Dans Ces enfants oubliés, Lorraine Derocher explique le phénomène des sectes et le rôle des parents dans les communautés sectaires et fournit de nombreuses explications sur ce sujet méconnu. Elle invite les parents à être « religio-responsables » et indique comment agir avec des gens qui sont sortis de ces communautés.
Les témoignages qui sont présentés dans ce livre sont bouleversants et montrent toute la détresse des gens qui ont grandi dans ces communautés sectaires et vécu « une enfance en captivité ».
Mose J. Gingerich partage son vécu au sein et hors d’une communauté amish de l’Old Order. Jordan Vilchez a échappé au massacre de la secte de Jim Jones à Jonestown, en Guyane en 1978, mais y a perdu des membres de sa famille. Annie Pelletier s’est fait « exclure » des témoins de Jéhovah à l’âge de 19 ans. Leurs témoignages invitent à réfléchir et à agir.
Les enfants
« Ici, on parle vraiment des enfants. Il n’y a pas grand monde qui parle des enfants. Souvent, on parle des chefs, on va parler des atrocités, etc., mais là, on parle des enfants », commente Lorraine Derocher.

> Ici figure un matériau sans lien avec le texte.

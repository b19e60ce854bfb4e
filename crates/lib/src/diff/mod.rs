//! Structural diff between two descriptors.
//!
//! Only the presence of services and of port/env/volume identifiers is
//! compared. The diff answers "which fields need a fresh description", not
//! "what changed about the infrastructure".

mod types;

pub use types::*;

use std::collections::BTreeSet;

use tracing::debug;

use crate::descriptor::{Descriptor, ServiceSpec};
use crate::metadata::{FieldKind, FieldLocator};

/// Compute the structural diff from `old` to `new`.
///
/// Output lists are ordered by service name, then kind, then identifier.
pub fn compute_diff(old: &Descriptor, new: &Descriptor) -> DiffReport {
  let old_services = old.service_names();
  let new_services = new.service_names();

  let mut report = DiffReport {
    added_services: owned(new_services.difference(&old_services)),
    removed_services: owned(old_services.difference(&new_services)),
    ..DiffReport::default()
  };

  for (name, new_spec) in &new.services {
    match old.services.get(name) {
      Some(old_spec) => diff_service(name, old_spec, new_spec, &mut report),
      None => {
        for kind in FieldKind::ALL {
          for identifier in new_spec.identifiers(kind) {
            report.added_fields.push(FieldChange::added(FieldLocator::service(name, kind, identifier)));
          }
        }
      }
    }
  }

  debug!(
    added_services = report.added_services.len(),
    removed_services = report.removed_services.len(),
    added_fields = report.added_fields.len(),
    removed_fields = report.removed_fields.len(),
    "computed descriptor diff"
  );

  report
}

fn diff_service(name: &str, old: &ServiceSpec, new: &ServiceSpec, report: &mut DiffReport) {
  for kind in FieldKind::ALL {
    let old_ids = old.identifier_set(kind);
    let new_ids = new.identifier_set(kind);

    for identifier in new_ids.difference(&old_ids) {
      report.added_fields.push(FieldChange::added(FieldLocator::service(name, kind, *identifier)));
    }
    for identifier in old_ids.difference(&new_ids) {
      report.removed_fields.push(FieldChange::removed(FieldLocator::service(name, kind, *identifier)));
    }
  }
}

fn owned<S: ToString>(names: impl Iterator<Item = S>) -> BTreeSet<String> {
  names.map(|name| name.to_string()).collect()
}
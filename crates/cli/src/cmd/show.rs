use anyhow::{Context, Result};
use owo_colors::{OwoColorize, Stream};

use casagen_lib::metadata::FieldKind;
use casagen_lib::snapshot::SnapshotStore;

use crate::output::{OutputFormat, print_json, print_stat};

pub fn cmd_show(store: &SnapshotStore, output: OutputFormat) -> Result<()> {
  let metadata = store
    .load_current()
    .context("No metadata recorded yet; run `casagen update <descriptor>` first")?;

  if output.is_json() {
    return print_json(&metadata);
  }

  let app = &metadata.app;
  println!("{}", app.title.if_supports_color(Stream::Stdout, |s| s.bold()));
  print_stat("tagline", &app.tagline);
  print_stat("category", &app.category);
  print_stat("author", &app.author);
  print_stat("main", &app.main);
  print_stat("port_map", &app.port_map);
  println!();
  for line in app.description.lines() {
    println!("  {line}");
  }

  for (name, service) in &metadata.services {
    println!();
    println!("{}", name.if_supports_color(Stream::Stdout, |s| s.bold()));
    for kind in FieldKind::ALL {
      for field in service.fields(kind) {
        let text = if field.has_text() { field.text.as_str() } else { "(empty)" };
        println!("  {}.{}: {}", kind, field.identifier, text);
      }
    }
  }

  Ok(())
}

« Je pense que ce qu’il faut retenir, c’est qu’il faut s’interpeller devant cette problématique. Le fil conducteur du livre, c’est : qu’est-ce qu’on peut apprendre de ceux et celles qui ont vécu leur enfance dans des communautés sectaires. C’est vraiment à cette question-là que j’ai essayé de répondre dans le livre. Et moi, je me fais porte-parole de ces gens-là qui ont collaboré. »
Lorraine Derocher rappelle qu’il y a bel et bien des sectes au Québec.

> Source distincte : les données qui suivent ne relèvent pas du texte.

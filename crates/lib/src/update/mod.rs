//! Update orchestration.
//!
//! One [`run_update`] call takes a descriptor through the full cycle:
//! fingerprint check, skeleton derivation, diff and merge against the previous
//! run, fill of still-empty text, and commit.

use std::collections::BTreeSet;
use std::fmt;

use serde::Serialize;
use thiserror::Error;
use tracing::{info, warn};

use crate::descriptor::{Descriptor, DescriptorError, parse_descriptor};
use crate::diff::{DiffReport, compute_diff};
use crate::fill::{MetadataFiller, fill_checked, pending_fields};
use crate::merge::merge;
use crate::metadata::{AppField, FieldLocator, MetadataTree, Params, build_skeleton};
use crate::snapshot::{HistoryKey, SnapshotError, SnapshotStore};
use crate::util::hash::Fingerprint;

/// Options for one update.
#[derive(Debug, Clone, Default)]
pub struct UpdateOptions {
  /// Ignore the cache and any previous metadata.
  pub force_regenerate: bool,
  /// Overrides applied on top of generated metadata.
  pub params: Option<Params>,
}

/// How the metadata of an update was produced.
#[derive(Debug, Clone, Copy, PartialEq, Eq, Serialize)]
#[serde(rename_all = "lowercase")]
pub enum UpdateMode {
  /// Descriptor unchanged; stored metadata returned as-is.
  Cached,
  /// Built from a fresh skeleton.
  Full,
  /// Previous metadata merged into a fresh skeleton.
  Incremental,
}

impl fmt::Display for UpdateMode {
  fn fmt(&self, f: &mut fmt::Formatter<'_>) -> fmt::Result {
    f.write_str(match self {
      UpdateMode::Cached => "cached",
      UpdateMode::Full => "full",
      UpdateMode::Incremental => "incremental",
    })
  }
}

/// A degraded path taken during an update.
#[derive(Debug, Clone, PartialEq, Eq, Serialize)]
#[serde(tag = "kind", content = "detail", rename_all = "snake_case")]
pub enum UpdateWarning {
  /// The descriptor is unchanged but no current metadata is stored.
  CurrentMissing,
  /// The descriptor is unchanged but the current metadata was recorded for
  /// another descriptor, e.g. after an interrupted commit.
  CurrentStale,
  /// Previous metadata exists but the previous descriptor does not.
  MissingDescriptorBackup,
  /// The previous descriptor could not be parsed.
  PriorDescriptorUnreadable(String),
  /// Fill failed; whatever text was available was committed.
  FillFailed(String),
}

impl fmt::Display for UpdateWarning {
  fn fmt(&self, f: &mut fmt::Formatter<'_>) -> fmt::Result {
    match self {
      UpdateWarning::CurrentMissing => write!(f, "descriptor unchanged but stored metadata was missing, regenerated"),
      UpdateWarning::CurrentStale => {
        write!(f, "stored metadata belongs to another descriptor (interrupted update?), regenerated")
      }
      UpdateWarning::MissingDescriptorBackup => {
        write!(f, "no previous descriptor to diff against, regenerated from scratch")
      }
      UpdateWarning::PriorDescriptorUnreadable(e) => {
        write!(f, "previous descriptor is unreadable ({e}), regenerated from scratch")
      }
      UpdateWarning::FillFailed(e) => write!(f, "fill failed: {e}"),
    }
  }
}

/// Result of a successful update.
#[derive(Debug, Clone, Serialize)]
pub struct UpdateOutcome {
  pub metadata: MetadataTree,
  /// Present for incremental updates only.
  pub diff: Option<DiffReport>,
  pub mode: UpdateMode,
  pub warnings: Vec<UpdateWarning>,
  /// History key of the metadata replaced by this update.
  pub backup_key: Option<HistoryKey>,
}

#[derive(Debug, Error)]
pub enum UpdateError {
  #[error("invalid descriptor: {0}")]
  Descriptor(#[from] DescriptorError),

  #[error("failed to record metadata: {0}")]
  Snapshot(#[from] SnapshotError),
}

/// Run one update cycle for `descriptor_bytes`.
///
/// Only descriptor parse errors and storage write errors fail the update.
/// Everything else, including fill failures, is reported in
/// [`UpdateOutcome::warnings`].
pub fn run_update(
  store: &SnapshotStore,
  descriptor_bytes: &[u8],
  options: &UpdateOptions,
  filler: Option<&dyn MetadataFiller>,
) -> Result<UpdateOutcome, UpdateError> {
  let mut warnings = Vec::new();
  let current = store.load_current_snapshot();

  if !options.force_regenerate && !store.has_descriptor_changed(descriptor_bytes) {
    let fingerprint = Fingerprint::of(descriptor_bytes);
    if let Some(snapshot) = current.as_ref().filter(|s| s.source_fingerprint == fingerprint) {
      info!(fingerprint = %fingerprint.short(), "descriptor unchanged, using stored metadata");
      return Ok(UpdateOutcome {
        metadata: snapshot.metadata.clone(),
        diff: None,
        mode: UpdateMode::Cached,
        warnings,
        backup_key: None,
      });
    }
    if current.is_some() {
      warn!("descriptor unchanged but stored metadata belongs to another descriptor, regenerating");
      warnings.push(UpdateWarning::CurrentStale);
    } else {
      warn!("descriptor unchanged but stored metadata is missing, regenerating");
      warnings.push(UpdateWarning::CurrentMissing);
    }
  }

  let descriptor = parse_descriptor(descriptor_bytes)?;
  let skeleton = build_skeleton(&descriptor);
  let previous = if options.force_regenerate {
    None
  } else {
    current.map(|snapshot| snapshot.metadata)
  };

  let (mode, mut metadata, diff) = match previous {
    None => {
      info!(force = options.force_regenerate, "full generation");
      (UpdateMode::Full, skeleton.clone(), None)
    }
    Some(old) => match previous_descriptor(store, &mut warnings) {
      Some(old_descriptor) => {
        let diff = compute_diff(&old_descriptor, &descriptor);
        info!(changes = diff.change_count(), "incremental update");
        (UpdateMode::Incremental, merge(&old, &skeleton, &diff), Some(diff))
      }
      None => (UpdateMode::Full, skeleton.clone(), None),
    },
  };

  if let Some(params) = &options.params {
    params.apply(&mut metadata);
  }

  if let Some(filler) = filler {
    if let Some(only_empty) = fill_request(mode, &metadata, diff.as_ref()) {
      match fill_checked(filler, &metadata, only_empty) {
        Ok(filled) => metadata = filled,
        Err(e) => {
          warn!(error = %e, "fill failed, committing unfilled metadata");
          warnings.push(UpdateWarning::FillFailed(e.to_string()));
        }
      }
    }
    if let Some(params) = &options.params {
      params.apply(&mut metadata);
    }
  }

  for field in AppField::ALL {
    if metadata.app.text(field).trim().is_empty() {
      *metadata.app.text_mut(field) = skeleton.app.text(field).to_string();
    }
  }

  let backup_key = store.commit(&metadata, descriptor_bytes)?;
  info!(mode = %mode, warnings = warnings.len(), "update complete");

  Ok(UpdateOutcome {
    metadata,
    diff,
    mode,
    warnings,
    backup_key,
  })
}

/// `Some(only_empty)` when a fill call is needed.
fn fill_request(mode: UpdateMode, metadata: &MetadataTree, diff: Option<&DiffReport>) -> Option<bool> {
  match mode {
    UpdateMode::Cached => None,
    UpdateMode::Full => Some(false),
    UpdateMode::Incremental => {
      let mut pending: BTreeSet<FieldLocator> = diff
        .map(|diff| diff.added_locators().cloned().collect())
        .unwrap_or_default();
      pending.extend(pending_fields(metadata));
      (!pending.is_empty()).then_some(true)
    }
  }
}

fn previous_descriptor(store: &SnapshotStore, warnings: &mut Vec<UpdateWarning>) -> Option<Descriptor> {
  let Some(bytes) = store.previous_descriptor() else {
    warn!("previous metadata exists without a descriptor backup, regenerating from scratch");
    warnings.push(UpdateWarning::MissingDescriptorBackup);
    return None;
  };

  match parse_descriptor(&bytes) {
    Ok(descriptor) => Some(descriptor),
    Err(e) => {
      warn!(error = %e, "previous descriptor is unreadable, regenerating from scratch");
      warnings.push(UpdateWarning::PriorDescriptorUnreadable(e.to_string()));
      None
    }
  }
}

/// Diff `descriptor_bytes` against the last committed descriptor without writing anything.
///
/// Returns `None` when there is no usable previous descriptor.
pub fn preview_diff(store: &SnapshotStore, descriptor_bytes: &[u8]) -> Result<Option<DiffReport>, UpdateError> {
  let descriptor = parse_descriptor(descriptor_bytes)?;
  let Some(previous) = store.previous_descriptor() else {
    return Ok(None);
  };

  match parse_descriptor(&previous) {
    Ok(old) => Ok(Some(compute_diff(&old, &descriptor))),
    Err(e) => {
      warn!(error = %e, "previous descriptor is unreadable");
      Ok(None)
    }
  }
}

« On n’a pas de statistiques. Si on résume très brièvement, un groupe sectaire, c’est un groupe qui est en rupture contestataire contre les valeurs de la société. Évidemment, il y a divers degrés. Il y en a qui sont totalitaires, il y en a qui sont complètement fermés et d’autres qui sont un petit peu plus ouverts, mais qui développent quand même un esprit sectaire. Il y en a au Québec, il y en a partout. Je ne suis pas capable de vous donner de chiffres, mais je peux vous dire que des enfants adultes – des gens qui sont sortis de ces milieux-là –, il y en a beaucoup. Ça fait 17 ans que je travaille sur cette problématique et je n’arrête pas. »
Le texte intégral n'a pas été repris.